▸ **Record extracts**:

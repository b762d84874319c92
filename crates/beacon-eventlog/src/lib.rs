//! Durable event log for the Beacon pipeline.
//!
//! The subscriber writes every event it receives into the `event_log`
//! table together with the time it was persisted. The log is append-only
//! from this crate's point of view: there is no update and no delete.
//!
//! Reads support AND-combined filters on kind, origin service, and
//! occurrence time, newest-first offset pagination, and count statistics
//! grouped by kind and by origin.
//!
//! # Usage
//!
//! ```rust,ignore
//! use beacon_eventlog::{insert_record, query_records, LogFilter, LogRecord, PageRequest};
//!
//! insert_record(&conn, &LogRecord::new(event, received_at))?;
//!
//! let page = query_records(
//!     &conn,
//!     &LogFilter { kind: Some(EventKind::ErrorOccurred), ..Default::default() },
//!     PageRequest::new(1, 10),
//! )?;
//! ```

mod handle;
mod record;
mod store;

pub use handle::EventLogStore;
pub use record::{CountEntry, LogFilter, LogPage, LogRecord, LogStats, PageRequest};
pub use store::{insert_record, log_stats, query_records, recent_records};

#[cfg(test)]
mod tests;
* * *
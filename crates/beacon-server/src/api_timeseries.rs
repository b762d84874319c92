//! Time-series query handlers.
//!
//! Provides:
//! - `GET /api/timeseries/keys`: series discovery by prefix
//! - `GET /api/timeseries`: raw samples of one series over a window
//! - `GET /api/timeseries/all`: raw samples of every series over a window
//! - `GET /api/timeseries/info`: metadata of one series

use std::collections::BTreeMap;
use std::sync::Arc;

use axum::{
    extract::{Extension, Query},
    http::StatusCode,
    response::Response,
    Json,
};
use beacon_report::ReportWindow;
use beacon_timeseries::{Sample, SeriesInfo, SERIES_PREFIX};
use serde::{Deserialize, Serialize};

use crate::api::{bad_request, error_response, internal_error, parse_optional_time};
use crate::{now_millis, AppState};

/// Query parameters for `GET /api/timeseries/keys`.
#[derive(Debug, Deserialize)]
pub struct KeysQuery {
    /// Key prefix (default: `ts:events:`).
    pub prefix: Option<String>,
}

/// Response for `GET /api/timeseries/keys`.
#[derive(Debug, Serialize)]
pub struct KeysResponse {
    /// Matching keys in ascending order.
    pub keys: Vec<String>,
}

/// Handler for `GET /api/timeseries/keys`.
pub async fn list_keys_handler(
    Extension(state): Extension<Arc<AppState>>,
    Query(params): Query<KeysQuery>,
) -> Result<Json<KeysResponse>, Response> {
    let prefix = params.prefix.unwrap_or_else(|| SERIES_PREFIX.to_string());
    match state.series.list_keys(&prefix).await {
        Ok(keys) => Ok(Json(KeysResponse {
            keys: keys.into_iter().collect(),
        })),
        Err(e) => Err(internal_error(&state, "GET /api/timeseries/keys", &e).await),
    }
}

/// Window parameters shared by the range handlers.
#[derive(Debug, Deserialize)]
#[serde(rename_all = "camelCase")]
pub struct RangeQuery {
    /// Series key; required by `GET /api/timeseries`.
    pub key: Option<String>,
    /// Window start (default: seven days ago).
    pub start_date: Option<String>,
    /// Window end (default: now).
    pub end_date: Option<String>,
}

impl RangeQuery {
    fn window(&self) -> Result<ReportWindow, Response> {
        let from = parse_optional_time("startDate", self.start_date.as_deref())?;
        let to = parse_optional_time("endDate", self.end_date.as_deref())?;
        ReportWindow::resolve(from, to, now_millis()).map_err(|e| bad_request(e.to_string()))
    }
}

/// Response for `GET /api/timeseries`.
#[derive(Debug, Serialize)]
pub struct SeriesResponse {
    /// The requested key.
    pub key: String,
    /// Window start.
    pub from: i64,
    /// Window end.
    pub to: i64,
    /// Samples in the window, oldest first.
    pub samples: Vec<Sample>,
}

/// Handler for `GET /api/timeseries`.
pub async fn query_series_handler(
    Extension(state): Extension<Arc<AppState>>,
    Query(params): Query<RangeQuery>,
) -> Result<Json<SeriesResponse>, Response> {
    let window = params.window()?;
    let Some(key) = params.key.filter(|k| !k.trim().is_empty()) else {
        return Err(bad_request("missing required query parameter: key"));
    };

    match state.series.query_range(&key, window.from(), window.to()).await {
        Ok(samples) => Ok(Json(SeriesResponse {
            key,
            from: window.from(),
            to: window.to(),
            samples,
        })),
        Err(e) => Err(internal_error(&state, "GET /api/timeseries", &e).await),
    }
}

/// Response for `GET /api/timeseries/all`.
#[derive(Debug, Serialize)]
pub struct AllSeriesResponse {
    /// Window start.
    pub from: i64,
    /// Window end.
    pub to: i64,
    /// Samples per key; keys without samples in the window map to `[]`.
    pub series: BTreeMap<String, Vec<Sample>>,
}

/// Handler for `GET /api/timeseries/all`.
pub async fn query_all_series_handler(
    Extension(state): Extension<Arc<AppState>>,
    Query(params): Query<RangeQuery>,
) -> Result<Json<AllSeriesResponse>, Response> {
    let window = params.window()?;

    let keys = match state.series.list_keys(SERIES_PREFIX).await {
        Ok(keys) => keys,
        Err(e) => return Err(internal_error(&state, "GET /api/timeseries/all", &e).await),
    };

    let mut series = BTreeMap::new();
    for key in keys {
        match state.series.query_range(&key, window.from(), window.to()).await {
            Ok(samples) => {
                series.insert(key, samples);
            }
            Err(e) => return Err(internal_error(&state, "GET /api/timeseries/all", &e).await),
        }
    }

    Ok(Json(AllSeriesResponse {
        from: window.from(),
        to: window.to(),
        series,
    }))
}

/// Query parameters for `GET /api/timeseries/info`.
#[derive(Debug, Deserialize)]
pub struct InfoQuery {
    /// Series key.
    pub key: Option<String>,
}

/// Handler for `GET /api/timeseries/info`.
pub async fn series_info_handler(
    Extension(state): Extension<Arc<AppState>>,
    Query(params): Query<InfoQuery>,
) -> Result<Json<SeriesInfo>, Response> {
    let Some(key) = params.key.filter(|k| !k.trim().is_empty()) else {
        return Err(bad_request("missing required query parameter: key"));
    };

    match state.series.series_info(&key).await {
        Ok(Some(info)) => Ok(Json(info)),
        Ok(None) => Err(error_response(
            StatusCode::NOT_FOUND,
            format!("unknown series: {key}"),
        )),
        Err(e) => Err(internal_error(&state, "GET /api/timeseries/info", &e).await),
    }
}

▸ **Requirement**: Figure out how many lines above include the string "handlers", then report that number and nothing else.

▸ **Solution for this problem**: 2